▶ _TASK_
How many lines of the entries hold the string "weights"? Reply with the number alone.
━━━━━━━━━━━━━━━━━━━━━━━━━━━━━━
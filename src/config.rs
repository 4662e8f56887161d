use std::{fs, path::Path};

use chrono::{Datelike, NaiveDate};
use itertools::Itertools;
use serde::{Deserialize, Serialize};

use crate::{
    data::{
        allocation::{Allocation, AllocationSet},
        domain::{Country, InstrumentId, ReturnConvention},
    },
    error::{ConfigError, DataError, FolioResult, InputError, IoError},
    sim::random_walk::GbmParams,
};

/// One portfolio constituent: allocation metadata plus its simulation parameters.
#[derive(Debug, Clone, PartialEq, Serialize, Deserialize)]
pub struct InstrumentSpec {
    pub id: InstrumentId,
    pub weight: f64,
    pub country: Country,
    #[serde(default)]
    pub params: GbmParams,
}

impl InstrumentSpec {
    pub fn new(id: impl Into<InstrumentId>, weight: f64, country: impl Into<Country>) -> Self {
        Self {
            id: id.into(),
            weight,
            country: country.into(),
            params: GbmParams::default(),
        }
    }

    pub fn with_params(self, params: GbmParams) -> Self {
        Self { params, ..self }
    }
}

/// The reference series the portfolio is compared against.
#[derive(Debug, Clone, PartialEq, Serialize, Deserialize)]
pub struct BenchmarkSpec {
    pub id: InstrumentId,
    #[serde(default = "GbmParams::benchmark")]
    pub params: GbmParams,
}

impl Default for BenchmarkSpec {
    fn default() -> Self {
        Self {
            id: InstrumentId::from("BENCHMARK"),
            params: GbmParams::benchmark(),
        }
    }
}

/// Everything one analysis run depends on.
///
/// Two runs with equal configs produce identical tables.
#[derive(Debug, Clone, PartialEq, Serialize, Deserialize)]
pub struct PipelineConfig {
    seed: u64,
    start: NaiveDate,
    end: NaiveDate,
    instruments: Vec<InstrumentSpec>,

    #[serde(default)]
    benchmark: BenchmarkSpec,

    /// Return definition for roll-ups and cumulative series.
    #[serde(default)]
    convention: ReturnConvention,

    /// First date of the yearly performance window.
    #[serde(default)]
    window_start: Option<NaiveDate>,
}

impl PipelineConfig {
    /// Creates a config with no instruments, the default benchmark and simple returns.
    pub fn new(seed: u64, start: NaiveDate, end: NaiveDate) -> Self {
        Self {
            seed,
            start,
            end,
            instruments: Vec::new(),
            benchmark: BenchmarkSpec::default(),
            convention: ReturnConvention::default(),
            window_start: None,
        }
    }

    /// Four instruments over 2020-2023 with weights 0.4 / 0.3 / 0.2 / 0.1.
    pub fn demo() -> FolioResult<Self> {
        let config = Self::new(42, ymd(2020, 1, 1)?, ymd(2023, 12, 31)?)
            .with_instrument(InstrumentSpec::new("AAPL", 0.4, "US"))
            .with_instrument(
                InstrumentSpec::new("MSFT", 0.3, "US")
                    .with_params(GbmParams::default().with_drift(0.0006)),
            )
            .with_instrument(
                InstrumentSpec::new("SAP", 0.2, "DE")
                    .with_params(GbmParams::default().with_volatility(0.012)),
            )
            .with_instrument(
                InstrumentSpec::new("TM", 0.1, "JP").with_params(
                    GbmParams::default()
                        .with_drift(0.0003)
                        .with_volatility(0.009),
                ),
            )
            .with_benchmark(BenchmarkSpec {
                id: InstrumentId::from("WORLD"),
                params: GbmParams::benchmark(),
            })
            .with_window_start(ymd(2022, 1, 10)?);

        config.validate()?;
        Ok(config)
    }

    pub fn from_json_str(json: &str) -> FolioResult<Self> {
        let config: Self = serde_json::from_str(json).map_err(ConfigError::Json)?;
        config.validate()?;
        Ok(config)
    }

    pub fn from_json_file(path: impl AsRef<Path>) -> FolioResult<Self> {
        let path = path.as_ref();
        let json = fs::read_to_string(path)
            .map_err(|e| IoError::ReadFailed(format!("{}: {e}", path.display())))?;
        Self::from_json_str(&json)
    }

    pub fn to_json_string(&self) -> FolioResult<String> {
        serde_json::to_string_pretty(self).map_err(|e| IoError::Json(e).into())
    }

    // ============================================================================================
    // Builders
    // ============================================================================================

    pub fn with_instrument(mut self, spec: InstrumentSpec) -> Self {
        self.instruments.push(spec);
        self
    }

    pub fn with_instruments(self, instruments: Vec<InstrumentSpec>) -> Self {
        Self {
            instruments,
            ..self
        }
    }

    pub fn with_benchmark(self, benchmark: BenchmarkSpec) -> Self {
        Self { benchmark, ..self }
    }

    pub fn with_convention(self, convention: ReturnConvention) -> Self {
        Self { convention, ..self }
    }

    pub fn with_window_start(self, window_start: NaiveDate) -> Self {
        Self {
            window_start: Some(window_start),
            ..self
        }
    }

    // ============================================================================================
    // Accessors
    // ============================================================================================

    pub fn seed(&self) -> u64 {
        self.seed
    }

    pub fn start(&self) -> NaiveDate {
        self.start
    }

    pub fn end(&self) -> NaiveDate {
        self.end
    }

    pub fn instruments(&self) -> &[InstrumentSpec] {
        &self.instruments
    }

    pub fn benchmark(&self) -> &BenchmarkSpec {
        &self.benchmark
    }

    pub fn convention(&self) -> ReturnConvention {
        self.convention
    }

    pub fn window_start(&self) -> Option<NaiveDate> {
        self.window_start
    }

    /// Validated allocations of the configured instruments.
    pub fn allocations(&self) -> FolioResult<AllocationSet> {
        AllocationSet::new(
            self.instruments
                .iter()
                .map(|s| Allocation::new(s.id.clone(), s.weight, s.country.clone()))
                .collect::<FolioResult<Vec<_>>>()?,
        )
    }

    /// Fails fast on anything that would otherwise surface deep inside a stage.
    pub fn validate(&self) -> FolioResult<()> {
        if self.start > self.end {
            return Err(InputError::InvalidDateRange {
                start: self.start,
                end: self.end,
            }
            .into());
        }

        // Rejects empty sets, duplicates and non-positive weights.
        self.allocations()?;

        let per_year = returns_per_year(self.start, self.end);
        if per_year.is_empty() {
            return Err(DataError::InsufficientData {
                context: "daily returns in range".to_string(),
                required: 2,
                found: 0,
            }
            .into());
        }
        for (year, returns) in per_year {
            if returns < 2 {
                return Err(DataError::InsufficientData {
                    context: format!("daily returns in {year}"),
                    required: 2,
                    found: returns,
                }
                .into());
            }
        }

        for spec in &self.instruments {
            spec.params.validate()?;
        }
        self.benchmark.params.validate()?;

        if self.instruments.iter().any(|s| s.id == self.benchmark.id) {
            return Err(ConfigError::Invalid(format!(
                "Benchmark '{}' is also a portfolio instrument",
                self.benchmark.id
            ))
            .into());
        }

        if let Some(window_start) = self.window_start.filter(|w| *w > self.end) {
            return Err(ConfigError::Invalid(format!(
                "Window start {window_start} is after the end date {}",
                self.end
            ))
            .into());
        }

        Ok(())
    }
}

/// Number of daily returns per calendar year of a simulated `[start, end]` range.
///
/// The first day has no return. Years without any return are not listed.
fn returns_per_year(start: NaiveDate, end: NaiveDate) -> Vec<(i32, usize)> {
    start
        .iter_days()
        .skip(1)
        .take_while(|d| *d <= end)
        .chunk_by(|d| d.year())
        .into_iter()
        .map(|(year, days)| (year, days.count()))
        .collect()
}

fn ymd(year: i32, month: u32, day: u32) -> FolioResult<NaiveDate> {
    NaiveDate::from_ymd_opt(year, month, day).ok_or_else(|| {
        ConfigError::Invalid(format!("Invalid calendar date {year}-{month:02}-{day:02}")).into()
    })
}

#[cfg(test)]
mod tests {
    use super::*;
    use crate::error::FolioError;

    fn date(y: i32, m: u32, d: u32) -> NaiveDate {
        NaiveDate::from_ymd_opt(y, m, d).expect("valid date")
    }

    #[test]
    fn test_demo_config_is_valid() {
        let config = PipelineConfig::demo().expect("demo config");
        assert_eq!(config.instruments().len(), 4);
        assert_eq!(config.convention(), ReturnConvention::Simple);

        let allocations = config.allocations().expect("allocations");
        assert!((allocations.total_weight() - 1.0).abs() < 1e-12);
        assert_eq!(config.benchmark().params.base_price, 3000.0);
    }

    #[test]
    fn test_json_defaults() {
        let json = r#"{
            "seed": 7,
            "start": "2021-01-01",
            "end": "2021-06-30",
            "instruments": [
                { "id": "AAPL", "weight": 0.6, "country": "US" },
                { "id": "SAP", "weight": 0.4, "country": "DE",
                  "params": { "base_price": 50.0, "drift": 0.0, "volatility": 0.02 } }
            ]
        }"#;

        let config = PipelineConfig::from_json_str(json).expect("parsed config");
        assert_eq!(config.seed(), 7);
        assert_eq!(config.instruments()[0].params, GbmParams::default());
        assert_eq!(config.instruments()[1].params.base_price, 50.0);
        assert_eq!(config.benchmark(), &BenchmarkSpec::default());
        assert_eq!(config.convention(), ReturnConvention::Simple);
        assert_eq!(config.window_start(), None);
    }

    #[test]
    fn test_json_round_trip() {
        let config = PipelineConfig::demo()
            .expect("demo config")
            .with_convention(ReturnConvention::Log);
        let json = config.to_json_string().expect("serialized");
        assert!(json.contains("\"convention\": \"log\""));
        assert_eq!(PipelineConfig::from_json_str(&json).expect("parsed"), config);
    }

    #[test]
    fn test_malformed_json_is_a_config_error() {
        let result = PipelineConfig::from_json_str("{ \"seed\": ");
        assert!(matches!(result, Err(FolioError::Config(ConfigError::Json(_)))));
    }

    #[test]
    fn test_start_after_end_is_rejected() {
        let config = PipelineConfig::new(1, date(2021, 2, 1), date(2021, 1, 1))
            .with_instrument(InstrumentSpec::new("AAPL", 1.0, "US"));
        assert!(matches!(
            config.validate(),
            Err(FolioError::Input(InputError::InvalidDateRange { .. }))
        ));
    }

    #[test]
    fn test_non_positive_weight_is_rejected() {
        let config = PipelineConfig::new(1, date(2021, 1, 1), date(2021, 2, 1))
            .with_instrument(InstrumentSpec::new("AAPL", 1.0, "US"))
            .with_instrument(InstrumentSpec::new("MSFT", 0.0, "US"));
        assert!(matches!(
            config.validate(),
            Err(FolioError::Input(InputError::NonPositiveWeight { .. }))
        ));
    }

    #[test]
    fn test_empty_and_duplicate_instruments_are_rejected() {
        let empty = PipelineConfig::new(1, date(2021, 1, 1), date(2021, 2, 1));
        assert!(matches!(
            empty.validate(),
            Err(FolioError::Input(InputError::EmptyInstrumentSet))
        ));

        let duplicate = empty
            .with_instrument(InstrumentSpec::new("AAPL", 0.5, "US"))
            .with_instrument(InstrumentSpec::new("AAPL", 0.5, "US"));
        assert!(matches!(
            duplicate.validate(),
            Err(FolioError::Input(InputError::DuplicateInstrument(_)))
        ));
    }

    #[test]
    fn test_year_with_a_single_return_is_rejected() {
        let config = PipelineConfig::new(1, date(2021, 1, 1), date(2022, 1, 1))
            .with_instrument(InstrumentSpec::new("AAPL", 1.0, "US"));
        assert!(matches!(
            config.validate(),
            Err(FolioError::Data(DataError::InsufficientData { found: 1, .. }))
        ));

        // 2021-12-31 has no return of its own, so 2021 is simply absent.
        let late_start = PipelineConfig::new(1, date(2021, 12, 31), date(2022, 1, 2))
            .with_instrument(InstrumentSpec::new("AAPL", 1.0, "US"));
        assert!(late_start.validate().is_ok());

        let two_days = PipelineConfig::new(1, date(2021, 1, 1), date(2022, 1, 2))
            .with_instrument(InstrumentSpec::new("AAPL", 1.0, "US"));
        assert!(two_days.validate().is_ok());
    }

    #[test]
    fn test_single_day_range_is_rejected() {
        let config = PipelineConfig::new(1, date(2021, 3, 1), date(2021, 3, 1))
            .with_instrument(InstrumentSpec::new("AAPL", 1.0, "US"));
        assert!(matches!(
            config.validate(),
            Err(FolioError::Data(DataError::InsufficientData { .. }))
        ));
    }

    #[test]
    fn test_benchmark_must_not_be_an_instrument() {
        let config = PipelineConfig::new(1, date(2021, 1, 1), date(2021, 2, 1))
            .with_instrument(InstrumentSpec::new("SPX", 1.0, "US"))
            .with_benchmark(BenchmarkSpec {
                id: InstrumentId::from("SPX"),
                params: GbmParams::benchmark(),
            });
        assert!(matches!(
            config.validate(),
            Err(FolioError::Config(ConfigError::Invalid(_)))
        ));
    }
}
━━━━━━━━━━━━━━━━━━━━━━━━━━━━━━
▶ _SOLUTION TO THIS EXERCISE_
2